Avidbots develops robots for the purpose of floor cleaning. I worked as the Coverage Planning Co-op, which focuses on how the robot plans its route to clean an entire floor. Given a floor map and localization estimates, the coverage planner then plans a path from its start pose to a goal pose, while ensuring that the path covers as much floor as possible.
Ultimately, I developed software to improve the performance, path-planning and decision-making capabilities of the robot. Some examples of features I implemented include improved collision checking when planning a route, automatic obstacle avoidance, and costmap clearing techniques to eliminate ghost obstacles. Other day-to-day tasks may include running simulations to test the features I create, and bug fixes for unhandled edge cases relating to path generation failure. The tasks I handle require a thorough understanding of the planning algorithms used, and the interactions between different components of the robot system.
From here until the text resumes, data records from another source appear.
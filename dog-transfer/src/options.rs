use std::collections::BTreeMap;
use std::fmt;

use serde::{Deserialize, Serialize};

use crate::{TransferError, TransferResult};

/// Options accepted by uploads
pub const ALLOWED_UPLOAD_OPTIONS: &[&str] = &[
    "ACL",
    "CacheControl",
    "ContentDisposition",
    "ContentEncoding",
    "ContentLanguage",
    "ContentType",
    "Expires",
    "GrantFullControl",
    "GrantRead",
    "GrantReadACP",
    "GrantWriteACL",
    "Metadata",
    "RequestPayer",
    "ServerSideEncryption",
    "StorageClass",
    "SSECustomerAlgorithm",
    "SSECustomerKey",
    "SSECustomerKeyMD5",
    "SSEKMSKeyId",
    "WebsiteRedirectLocation",
];

/// Options accepted by downloads
pub const ALLOWED_DOWNLOAD_OPTIONS: &[&str] = &[
    "VersionId",
    "SSECustomerAlgorithm",
    "SSECustomerKey",
    "SSECustomerKeyMD5",
    "RequestPayer",
];

/// Subset of the upload options every part request must repeat
pub const UPLOAD_PART_OPTIONS: &[&str] = &[
    "SSECustomerAlgorithm",
    "SSECustomerKey",
    "SSECustomerKeyMD5",
    "RequestPayer",
];

/// Transfer direction, used to pick an allow-list
#[derive(Debug, Clone, Copy, PartialEq, Eq, Serialize, Deserialize)]
pub enum Direction {
    Upload,
    Download,
}

impl Direction {
    pub fn allowed(&self) -> &'static [&'static str] {
        match self {
            Direction::Upload => ALLOWED_UPLOAD_OPTIONS,
            Direction::Download => ALLOWED_DOWNLOAD_OPTIONS,
        }
    }
}

impl fmt::Display for Direction {
    fn fmt(&self, f: &mut fmt::Formatter<'_>) -> fmt::Result {
        match self {
            Direction::Upload => write!(f, "upload"),
            Direction::Download => write!(f, "download"),
        }
    }
}

/// Caller-supplied request options (ACL, content metadata, SSE parameters).
///
/// Keys are checked against a per-direction allow-list before any request is
/// made; values are passed through to the [`ObjectStore`](crate::ObjectStore)
/// untouched.
#[derive(Debug, Clone, Default, PartialEq, Eq, Serialize, Deserialize)]
pub struct TransferOptions(BTreeMap<String, String>);

impl TransferOptions {
    pub fn new() -> Self {
        Self::default()
    }

    pub fn with<K: Into<String>, V: Into<String>>(mut self, key: K, value: V) -> Self {
        self.0.insert(key.into(), value.into());
        self
    }

    pub fn insert<K: Into<String>, V: Into<String>>(&mut self, key: K, value: V) {
        self.0.insert(key.into(), value.into());
    }

    pub fn get(&self, key: &str) -> Option<&str> {
        self.0.get(key).map(|v| v.as_str())
    }

    pub fn is_empty(&self) -> bool {
        self.0.is_empty()
    }

    pub fn len(&self) -> usize {
        self.0.len()
    }

    pub fn iter(&self) -> impl Iterator<Item = (&str, &str)> {
        self.0.iter().map(|(k, v)| (k.as_str(), v.as_str()))
    }

    /// Reject the first key not allowed for `direction`
    pub fn validate(&self, direction: Direction) -> TransferResult<()> {
        let allowed = direction.allowed();
        match self.0.keys().find(|key| !allowed.contains(&key.as_str())) {
            Some(key) => Err(TransferError::invalid_option(key.clone(), direction)),
            None => Ok(()),
        }
    }

    /// Copy of these options restricted to `keys`
    pub fn filtered(&self, keys: &[&str]) -> Self {
        Self(
            self.0
                .iter()
                .filter(|(k, _)| keys.contains(&k.as_str()))
                .map(|(k, v)| (k.clone(), v.clone()))
                .collect(),
        )
    }
}

impl<K: Into<String>, V: Into<String>> FromIterator<(K, V)> for TransferOptions {
    fn from_iter<I: IntoIterator<Item = (K, V)>>(iter: I) -> Self {
        Self(iter.into_iter().map(|(k, v)| (k.into(), v.into())).collect())
    }
}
In my final month at Avidbots, I initiated a research project to investigate new methods of performing coverage planning. In the context of robotics, coverage planning is a form of path-planning in which a robot must plan motions to cover an entire space. One application of coverage planning is in floor-cleaning robots, such as those at Avidbots. My project focused on coverage planning for irregularly-shaped maps. I researched a variety of techniques for coverage planning, and implemented algorithms to test a selected method. After testing the program on an irregularly-shaped map, the results yielded a 16% increase in coverage area.
Working at Avidbots, I developed many skills relevant to the field of robotics, such as the use of Robot Operating System (ROS), creating software that interfaces with the physical world, and a thorough understanding of path-planning algorithms and autonomy. I very much enjoyed the experience and would love to continue in this direction as a career path.